Step 2: Training the Model

This is the longest process in creating a deepfake. Here, Input A refers to the target face, and Input B is about the source face. Besides, the Model Dir is where the training files will be saved.


Here the most significant option is Trainer. There are plenty with individual scaling options; however, what worked for my hardware is Dfl-H128 and Lightweight trainers with the lowest configuration settings.

Next is the batch size. A higher batch size reduces the overall training time but consumes more VRAM. Iterations have no fixed effect on the output, and you should set a high enough value and stop the training once the previews are acceptable.

There are a few more settings, including creating a timelapse with preset intervals; however, I trained the model with the bare minimum.

Step 3: Swapping Onto Original

This is the last feat in the deepfake creation.

This generally doesn’t take as much time, and you can play with many options to get the desired output quickly.


As indicated in the above image, these are a few options one needs to opt for to start the conversion.

Most options are already discussed, like the Input and Output directory, Model directory, etc. One crucial thing is the Alignments which refers to the alignment file (.fsa) of the target video. It gets created in the Input Directory during the extraction.

The Alignments field can be left blank if that specific file hasn’t been moved. Otherwise, one can select the file and move on to other options. However, remember to clean the alignment file if you have cleaned the extractions earlier.

For this, this mini tool lies in the Tools > Alignments.

Start by selecting the Remove-Faces in the Job section, select the original alignment file and the cleaned target faces folder, and click the Alignments at the bottom right.


This will create a modified alignment file, matching the optimized faces folder. Please remember we need this for the target video, which we want to swap into.

A few more configurations include the color adjustment and mask type. Color adjustment dictates the mask blending, and you can try a few, check the preview, and select the optimal option.

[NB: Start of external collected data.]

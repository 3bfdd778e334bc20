//! Server settings loaded from a TOML file or environment variables
//!
//! Controls the `wsrpc serve` process; library consumers configure the
//! client and server types directly through their options structs.

use std::path::Path;
use std::time::Duration;

use anyhow::{Context, Result};
use serde::{Deserialize, Serialize};

use crate::jsonrpc::RpcMessageHandlerOptions;
use crate::rpc::RpcServerOptions;
use crate::websocket::{HeartbeatOptions, WebSocketServerOptions};

#[derive(Debug, Clone, Serialize, Deserialize)]
#[serde(default)]
pub struct Settings {
    pub listen: ListenSettings,
    pub heartbeat: HeartbeatSettings,
    pub limits: LimitsSettings,
    /// Event names clients may subscribe to
    pub events: Vec<String>,
    /// Wildcard patterns approving further event names, e.g. `price.*`
    pub event_patterns: Vec<String>,
}

#[derive(Debug, Clone, Serialize, Deserialize)]
#[serde(default)]
pub struct ListenSettings {
    pub host: String,
    pub port: u16,
    pub path: String,
    pub log_level: String,
}

#[derive(Debug, Clone, Serialize, Deserialize)]
#[serde(default)]
pub struct HeartbeatSettings {
    pub enabled: bool,
    pub interval_ms: u64,
    pub timeout_ms: u64,
}

#[derive(Debug, Clone, Serialize, Deserialize)]
#[serde(default)]
pub struct LimitsSettings {
    pub send_timeout_ms: u64,
    pub operation_timeout_ms: u64,
    pub max_batch_size: usize,
}

impl Default for ListenSettings {
    fn default() -> Self {
        Self {
            host: "127.0.0.1".to_string(),
            port: 8080,
            path: "/".to_string(),
            log_level: "info".to_string(),
        }
    }
}

impl Default for HeartbeatSettings {
    fn default() -> Self {
        Self {
            enabled: true,
            interval_ms: 30_000,
            timeout_ms: 10_000,
        }
    }
}

impl Default for LimitsSettings {
    fn default() -> Self {
        Self {
            send_timeout_ms: 10_000,
            operation_timeout_ms: 60_000,
            max_batch_size: 1000,
        }
    }
}

impl Default for Settings {
    fn default() -> Self {
        Self {
            listen: ListenSettings::default(),
            heartbeat: HeartbeatSettings::default(),
            limits: LimitsSettings::default(),
            events: Vec::new(),
            event_patterns: Vec::new(),
        }
    }
}

impl Settings {
    /// Load from an optional TOML file, then apply environment overrides
    pub fn load(path: Option<&Path>) -> Result<Self> {
        let mut settings = match path {
            Some(path) => {
                let raw = std::fs::read_to_string(path)
                    .with_context(|| format!("Failed to read config file {}", path.display()))?;
                toml::from_str(&raw)
                    .with_context(|| format!("Failed to parse config file {}", path.display()))?
            }
            None => Self::default(),
        };

        if let Ok(val) = std::env::var("WSRPC_HOST") {
            settings.listen.host = val;
        }
        if let Ok(val) = std::env::var("WSRPC_PORT") {
            settings.listen.port = val.parse().context("WSRPC_PORT must be a port number")?;
        }
        if let Ok(val) = std::env::var("WSRPC_PATH") {
            settings.listen.path = val;
        }
        if let Ok(val) = std::env::var("WSRPC_LOG_LEVEL") {
            settings.listen.log_level = val;
        }

        settings.validate()?;
        Ok(settings)
    }

    pub fn validate(&self) -> Result<()> {
        if self.listen.host.is_empty() {
            anyhow::bail!("Listen host cannot be empty");
        }

        if !self.listen.path.starts_with('/') {
            anyhow::bail!("Upgrade path must start with '/'");
        }

        if self.heartbeat.enabled && self.heartbeat.interval_ms == 0 {
            anyhow::bail!("Heartbeat interval must be greater than 0");
        }

        if self.limits.max_batch_size == 0 {
            anyhow::bail!("Max batch size must be greater than 0");
        }

        Ok(())
    }

    /// Translate into the RPC server options
    pub fn server_options(&self) -> RpcServerOptions {
        RpcServerOptions {
            socket: WebSocketServerOptions {
                path: self.listen.path.clone(),
                heartbeat: HeartbeatOptions {
                    enabled: self.heartbeat.enabled,
                    interval: Duration::from_millis(self.heartbeat.interval_ms),
                    timeout: Duration::from_millis(self.heartbeat.timeout_ms),
                },
                send_timeout: Duration::from_millis(self.limits.send_timeout_ms),
            },
            handler: RpcMessageHandlerOptions {
                operation_timeout: Duration::from_millis(self.limits.operation_timeout_ms),
                max_batch_size: self.limits.max_batch_size,
            },
            events: self.events.clone(),
            event_patterns: self.event_patterns.clone(),
        }
    }
}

Mask type is more important. This, again, depends on your expectations and the available hardware. Typically, you also need to consider the input video characteristics. For instance, Vgg-Clear works well with frontal faces without obstructions, whereas Vgg-Obstructed can also do with obstructions, such as hand gestures, glasses, etc.

Next, the Writer presents a few choices based on the output you want. For E.g., select Ffmpeg for a video render.

Overall, the key to a successful deepfake is previewing a few outputs and optimizing according to the time availability and the hardware’s potency.

Applications of Deepfake

There are good, bad, and dangerous applications of deepfakes.

The good ones consist of recreating history lessons by the ones that were actually there for greater engagement.

In addition, they are being used by online learning platforms to generate videos from texts.

But one of the greatest beneficiaries will be the film industry. Here, it’ll be easy to picture the actual lead performing stunts, even when it will be the stuntperson risking their life. Additionally, making multi-lingual movies will be easier than ever.

Coming to the bad ones, unfortunately, there are many. The biggest deepfake application to date, as a matter of fact, 96% (as per this Deeptrace report), is in the porn industry to swap celebrity faces onto porn actors.

In addition, deepfakes are also weaponized against ‘standard’ non-celebrity women. Usually, such victims have high-quality photographs or videos on their social media profiles which are used for deepfakes scams.

Another scary application is vishing, aka voice phishing. In one such case, the CEO of a UK-based firm transferred $243,000 on the orders of the ‘CEO’ of its German parent company, only to later find out that it was actually a deepfake phone call.

But what’s even more dangerous is deepfake provoking wars or asking for surrender. A most recent attempt has seen the Ukrainian president, Volodymyr Zelenskyy, telling his forces and people to surrender in the ongoing war. However, the truth this time was given away by the subpar video.

Conclusively, there are many deepfake applications, and it’s just starting out.

This brings us to the million-dollar question…

Is Deepfakes Legal?

This majorly depends on the local administration. Although, well-defined laws, including what’s allowable and what’s not, are yet to be seen.

Still, what’s obvious is it depends on what you’re using the deepfakes for—the intent. There is hardly any harm if you intend to entertain or educate anyone without upsetting the swapping target.

On the other hand, malicious applications should be punishable by law, irrespective of the jurisdiction. Another grey area is copyright infringement which needs proper consideration.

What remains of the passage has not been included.